Collected data entries
────────────────────
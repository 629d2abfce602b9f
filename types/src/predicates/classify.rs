//! Type categories: integer, floating, arithmetic, scalar, complete.
//!
//! Builtin kinds are ordered so that most of these are range checks on
//! [`BuiltinKind`]. Enumerations count as integers only once complete, and
//! scoped enumerations only for the `_or_enumeration` variants.

use crate::context::TyCtxt;
use crate::core::{BuiltinKind, EnumId, QualType, RecordId, Ty, TyKind};
use crate::decl::{EnumDecl, TagKind};

/// How a scalar converts: the categories of C's usual conversions.
#[derive(Clone, Copy, PartialEq, Eq, Hash, Debug)]
pub enum ScalarTypeKind {
    CPointer,
    BlockPointer,
    ObjCObjectPointer,
    MemberPointer,
    Bool,
    Integral,
    Floating,
    IntegralComplex,
    FloatingComplex,
}

impl<'tcx> Ty<'tcx> {
    fn canonical_kind(self) -> &'tcx TyKind<'tcx> {
        self.canonical_ty().kind()
    }

    fn canonical_builtin(self) -> Option<BuiltinKind> {
        match *self.canonical_kind() {
            TyKind::Builtin(kind) => Some(kind),
            _ => None,
        }
    }

    fn canonical_enum(self, tcx: TyCtxt<'tcx>) -> Option<&'tcx EnumDecl<'tcx>> {
        match *self.canonical_kind() {
            TyKind::Enum(id) => Some(tcx.decls().enum_decl(id)),
            _ => None,
        }
    }

    pub fn is_builtin(self, kind: BuiltinKind) -> bool {
        self.canonical_builtin() == Some(kind)
    }

    pub fn is_void_type(self) -> bool {
        self.is_builtin(BuiltinKind::Void)
    }

    pub fn is_char_type(self) -> bool {
        matches!(
            self.canonical_builtin(),
            Some(BuiltinKind::CharU | BuiltinKind::UChar | BuiltinKind::CharS | BuiltinKind::SChar)
        )
    }

    pub fn is_wide_char_type(self) -> bool {
        matches!(self.canonical_builtin(), Some(BuiltinKind::WCharU | BuiltinKind::WCharS))
    }

    pub fn is_char16_type(self) -> bool {
        self.is_builtin(BuiltinKind::Char16)
    }

    pub fn is_char32_type(self) -> bool {
        self.is_builtin(BuiltinKind::Char32)
    }

    pub fn is_any_character_type(self) -> bool {
        self.is_char_type() || self.is_wide_char_type() || self.is_char16_type() || self.is_char32_type()
    }

    /// Builtin integers and complete unscoped enumerations.
    pub fn is_integer_type(self, tcx: TyCtxt<'tcx>) -> bool {
        if let Some(kind) = self.canonical_builtin() {
            return kind.is_integer();
        }
        self.canonical_enum(tcx).is_some_and(|e| e.is_complete() && !e.scoped)
    }

    /// Integral in the sense of the current language: complete enumerations
    /// count in C but not in C++.
    pub fn is_integral_type(self, tcx: TyCtxt<'tcx>) -> bool {
        if let Some(kind) = self.canonical_builtin() {
            return kind.is_integer();
        }
        !tcx.lang().c_plus_plus && self.canonical_enum(tcx).is_some_and(|e| e.is_complete())
    }

    pub fn is_integral_or_enumeration_type(self, tcx: TyCtxt<'tcx>) -> bool {
        if let Some(kind) = self.canonical_builtin() {
            return kind.is_integer();
        }
        self.canonical_enum(tcx).is_some_and(|e| e.is_complete())
    }

    pub fn is_integral_or_unscoped_enumeration_type(self, tcx: TyCtxt<'tcx>) -> bool {
        if let Some(kind) = self.canonical_builtin() {
            return kind.is_integer();
        }
        self.canonical_enum(tcx).is_some_and(|e| e.is_complete() && !e.scoped)
    }

    pub fn is_signed_integer_type(self, tcx: TyCtxt<'tcx>) -> bool {
        if let Some(kind) = self.canonical_builtin() {
            return kind.is_signed_integer();
        }
        self.canonical_enum(tcx)
            .is_some_and(|e| e.is_complete() && !e.scoped && e.underlying.ty.is_signed_integer_type(tcx))
    }

    pub fn is_signed_integer_or_enumeration_type(self, tcx: TyCtxt<'tcx>) -> bool {
        if let Some(kind) = self.canonical_builtin() {
            return kind.is_signed_integer();
        }
        self.canonical_enum(tcx).is_some_and(|e| e.is_complete() && e.underlying.ty.is_signed_integer_type(tcx))
    }

    pub fn is_unsigned_integer_type(self, tcx: TyCtxt<'tcx>) -> bool {
        if let Some(kind) = self.canonical_builtin() {
            return kind.is_unsigned_integer();
        }
        self.canonical_enum(tcx)
            .is_some_and(|e| e.is_complete() && !e.scoped && e.underlying.ty.is_unsigned_integer_type(tcx))
    }

    pub fn is_unsigned_integer_or_enumeration_type(self, tcx: TyCtxt<'tcx>) -> bool {
        if let Some(kind) = self.canonical_builtin() {
            return kind.is_unsigned_integer();
        }
        self.canonical_enum(tcx).is_some_and(|e| e.is_complete() && e.underlying.ty.is_unsigned_integer_type(tcx))
    }

    fn vector_element(self) -> Option<QualType<'tcx>> {
        match *self.canonical_kind() {
            TyKind::Vector { element, .. } | TyKind::ExtVector { element, .. } => Some(element),
            _ => None,
        }
    }

    // === Representation (vectors look at their element) ===

    pub fn has_integer_representation(self, tcx: TyCtxt<'tcx>) -> bool {
        match self.vector_element() {
            Some(element) => element.ty.is_integer_type(tcx),
            None => self.is_integer_type(tcx),
        }
    }

    pub fn has_signed_integer_representation(self, tcx: TyCtxt<'tcx>) -> bool {
        match self.vector_element() {
            Some(element) => element.ty.is_signed_integer_or_enumeration_type(tcx),
            None => self.is_signed_integer_or_enumeration_type(tcx),
        }
    }

    pub fn has_unsigned_integer_representation(self, tcx: TyCtxt<'tcx>) -> bool {
        match self.vector_element() {
            Some(element) => element.ty.is_unsigned_integer_or_enumeration_type(tcx),
            None => self.is_unsigned_integer_or_enumeration_type(tcx),
        }
    }

    pub fn has_floating_representation(self) -> bool {
        match self.vector_element() {
            Some(element) => element.ty.is_floating_type(),
            None => self.is_floating_type(),
        }
    }

    // === Floating and arithmetic ===

    /// Real floating types and complex types over them.
    pub fn is_floating_type(self) -> bool {
        match *self.canonical_kind() {
            TyKind::Builtin(kind) => kind.is_floating_point(),
            TyKind::Complex(element) => element.ty.is_floating_type(),
            _ => false,
        }
    }

    pub fn is_real_floating_type(self) -> bool {
        self.canonical_builtin().is_some_and(BuiltinKind::is_floating_point)
    }

    pub fn is_real_type(self, tcx: TyCtxt<'tcx>) -> bool {
        if let Some(kind) = self.canonical_builtin() {
            return kind.is_integer() || kind.is_floating_point();
        }
        self.canonical_enum(tcx).is_some_and(|e| e.is_complete() && !e.scoped)
    }

    pub fn is_arithmetic_type(self, tcx: TyCtxt<'tcx>) -> bool {
        match *self.canonical_kind() {
            TyKind::Builtin(kind) => kind.is_integer() || kind.is_floating_point(),
            TyKind::Complex(_) => true,
            _ => self.canonical_enum(tcx).is_some_and(|e| e.is_complete() && !e.scoped),
        }
    }

    /// `_Complex` over a floating type.
    pub fn is_complex_type(self) -> bool {
        matches!(*self.canonical_kind(), TyKind::Complex(element) if element.ty.is_floating_type())
    }

    pub fn is_any_complex_type(self) -> bool {
        matches!(self.canonical_kind(), TyKind::Complex(_))
    }

    /// `_Complex` over an integer type, a GNU extension.
    pub fn is_complex_integer_type(self, tcx: TyCtxt<'tcx>) -> bool {
        matches!(*self.canonical_kind(), TyKind::Complex(element) if element.ty.is_integer_type(tcx))
    }

    pub fn is_promotable_integer_type(self, tcx: TyCtxt<'tcx>) -> bool {
        if let Some(kind) = self.canonical_builtin() {
            return matches!(
                kind,
                BuiltinKind::Bool
                    | BuiltinKind::CharS
                    | BuiltinKind::CharU
                    | BuiltinKind::SChar
                    | BuiltinKind::UChar
                    | BuiltinKind::Short
                    | BuiltinKind::UShort
                    | BuiltinKind::WCharS
                    | BuiltinKind::WCharU
                    | BuiltinKind::Char16
                    | BuiltinKind::Char32
            );
        }
        !self.is_dependent() && self.canonical_enum(tcx).is_some_and(|e| e.is_complete() && !e.scoped)
    }

    // === Scalars ===

    pub fn is_scalar_type(self, tcx: TyCtxt<'tcx>) -> bool {
        match *self.canonical_kind() {
            TyKind::Builtin(kind) => kind > BuiltinKind::Void && kind <= BuiltinKind::NullPtr,
            TyKind::Enum(id) => tcx.decls().enum_decl(id).is_complete(),
            TyKind::Pointer { .. }
            | TyKind::BlockPointer(_)
            | TyKind::MemberPointer { .. }
            | TyKind::Complex(_)
            | TyKind::ObjCObjectPointer(_) => true,
            _ => false,
        }
    }

    /// The conversion category of a scalar type; `None` for non-scalars.
    pub fn scalar_type_kind(self, tcx: TyCtxt<'tcx>) -> Option<ScalarTypeKind> {
        if !self.is_scalar_type(tcx) {
            return None;
        }
        let kind = match *self.canonical_kind() {
            TyKind::Builtin(BuiltinKind::Bool) => ScalarTypeKind::Bool,
            TyKind::Builtin(BuiltinKind::NullPtr) => ScalarTypeKind::CPointer,
            TyKind::Builtin(kind) if kind.is_integer() => ScalarTypeKind::Integral,
            TyKind::Builtin(_) => ScalarTypeKind::Floating,
            TyKind::Pointer { .. } => ScalarTypeKind::CPointer,
            TyKind::BlockPointer(_) => ScalarTypeKind::BlockPointer,
            TyKind::ObjCObjectPointer(_) => ScalarTypeKind::ObjCObjectPointer,
            TyKind::MemberPointer { .. } => ScalarTypeKind::MemberPointer,
            TyKind::Enum(_) => ScalarTypeKind::Integral,
            TyKind::Complex(element) if element.ty.is_real_floating_type() => ScalarTypeKind::FloatingComplex,
            _ => ScalarTypeKind::IntegralComplex,
        };
        Some(kind)
    }

    // === Completeness ===

    /// Whether the type describes objects but lacks the information needed
    /// to know their size.
    pub fn is_incomplete_type(self, tcx: TyCtxt<'tcx>) -> bool {
        let decls = tcx.decls();
        match *self.canonical_kind() {
            TyKind::Builtin(kind) => kind == BuiltinKind::Void,
            // Type variables stand in for unknown types, like `void`.
            TyKind::TypeVariable { .. } => true,
            TyKind::Enum(id) => !decls.enum_decl(id).is_complete(),
            TyKind::Record(id) => !decls.record(id).is_complete(),
            TyKind::ConstantArray { element, .. } => element.ty.is_incomplete_type(tcx),
            TyKind::IncompleteArray { .. } => true,
            TyKind::ObjCObject { base, .. } => base.ty.is_incomplete_type(tcx),
            TyKind::ObjCInterface(id) => !decls.interface(id).has_definition,
            _ => false,
        }
    }

    /// Whether a complete, non-dependent type has a size known at compile
    /// time.
    pub fn is_constant_size_type(self, tcx: TyCtxt<'tcx>) -> bool {
        debug_assert!(!self.is_incomplete_type(tcx), "constant size of an incomplete type");
        debug_assert!(!self.is_dependent(), "constant size of a dependent type");
        !matches!(self.canonical_kind(), TyKind::VariableArray { .. })
    }

    /// Arrays, C structs and unions, and C++ aggregate classes.
    pub fn is_aggregate_type(self, tcx: TyCtxt<'tcx>) -> bool {
        match *self.canonical_kind() {
            TyKind::Record(id) => {
                let decl = tcx.decls().record(id);
                !decl.is_cxx() || decl.has_cxx_flag(crate::decl::CxxRecordFlags::AGGREGATE)
            }
            ref kind => kind.is_array(),
        }
    }

    /// An object type: neither a function, a reference nor `void`.
    pub fn is_object_type(self) -> bool {
        !matches!(
            self.canonical_kind(),
            TyKind::FunctionNoProto { .. }
                | TyKind::FunctionProto(_)
                | TyKind::LValueReference(_)
                | TyKind::RValueReference(_)
                | TyKind::Builtin(BuiltinKind::Void)
        )
    }

    // === Shapes ===

    pub fn is_pointer_type(self) -> bool {
        matches!(self.canonical_kind(), TyKind::Pointer { .. })
    }

    pub fn is_block_pointer_type(self) -> bool {
        matches!(self.canonical_kind(), TyKind::BlockPointer(_))
    }

    pub fn is_any_pointer_type(self) -> bool {
        matches!(self.canonical_kind(), TyKind::Pointer { .. } | TyKind::ObjCObjectPointer(_))
    }

    pub fn is_void_pointer_type(self) -> bool {
        matches!(*self.canonical_kind(), TyKind::Pointer { pointee, .. } if pointee.ty.is_void_type())
    }

    pub fn is_reference_type(self) -> bool {
        matches!(self.canonical_kind(), TyKind::LValueReference(_) | TyKind::RValueReference(_))
    }

    pub fn is_member_pointer_type(self) -> bool {
        matches!(self.canonical_kind(), TyKind::MemberPointer { .. })
    }

    pub fn is_function_type(self) -> bool {
        self.canonical_kind().is_function()
    }

    pub fn is_array_type(self) -> bool {
        self.canonical_kind().is_array()
    }

    pub fn is_variable_array_type(self) -> bool {
        matches!(self.canonical_kind(), TyKind::VariableArray { .. })
    }

    pub fn is_incomplete_array_type(self) -> bool {
        matches!(self.canonical_kind(), TyKind::IncompleteArray { .. })
    }

    pub fn is_vector_type(self) -> bool {
        matches!(self.canonical_kind(), TyKind::Vector { .. } | TyKind::ExtVector { .. })
    }

    pub fn is_atomic_type(self) -> bool {
        matches!(self.canonical_kind(), TyKind::Atomic(_))
    }

    /// The record declaration, if this is a struct, class or union type.
    pub fn as_record(self) -> Option<RecordId> {
        match *self.canonical_kind() {
            TyKind::Record(id) => Some(id),
            _ => None,
        }
    }

    pub fn as_enum(self) -> Option<EnumId> {
        match *self.canonical_kind() {
            TyKind::Enum(id) => Some(id),
            _ => None,
        }
    }

    pub fn is_record_type(self) -> bool {
        self.as_record().is_some()
    }

    pub fn is_enumeral_type(self) -> bool {
        self.as_enum().is_some()
    }

    fn record_tag(self, tcx: TyCtxt<'tcx>) -> Option<TagKind> {
        self.as_record().map(|id| tcx.decls().record(id).tag)
    }

    pub fn is_structure_type(self, tcx: TyCtxt<'tcx>) -> bool {
        self.record_tag(tcx) == Some(TagKind::Struct)
    }

    pub fn is_class_type(self, tcx: TyCtxt<'tcx>) -> bool {
        self.record_tag(tcx) == Some(TagKind::Class)
    }

    pub fn is_union_type(self, tcx: TyCtxt<'tcx>) -> bool {
        self.record_tag(tcx) == Some(TagKind::Union)
    }

    pub fn is_structure_or_class_type(self, tcx: TyCtxt<'tcx>) -> bool {
        matches!(self.record_tag(tcx), Some(TagKind::Struct | TagKind::Class | TagKind::Interface))
    }
}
────────────────────
Exact reproduction is required: output the lines from the start of the entries above through the line with "use crate::context::TyCtxt;".

repository 629d2abfce602b9f
filename types/src/predicates/classify.rs
//! Type categories: integer, floating, arithmetic, scalar, complete.
//!
//! Builtin kinds are ordered so that most of these are range checks on
//! [`BuiltinKind`]. Enumerations count as integers only once complete, and
//! scoped enumerations only for the `_or_enumeration` variants.

use crate::context::TyCtxt;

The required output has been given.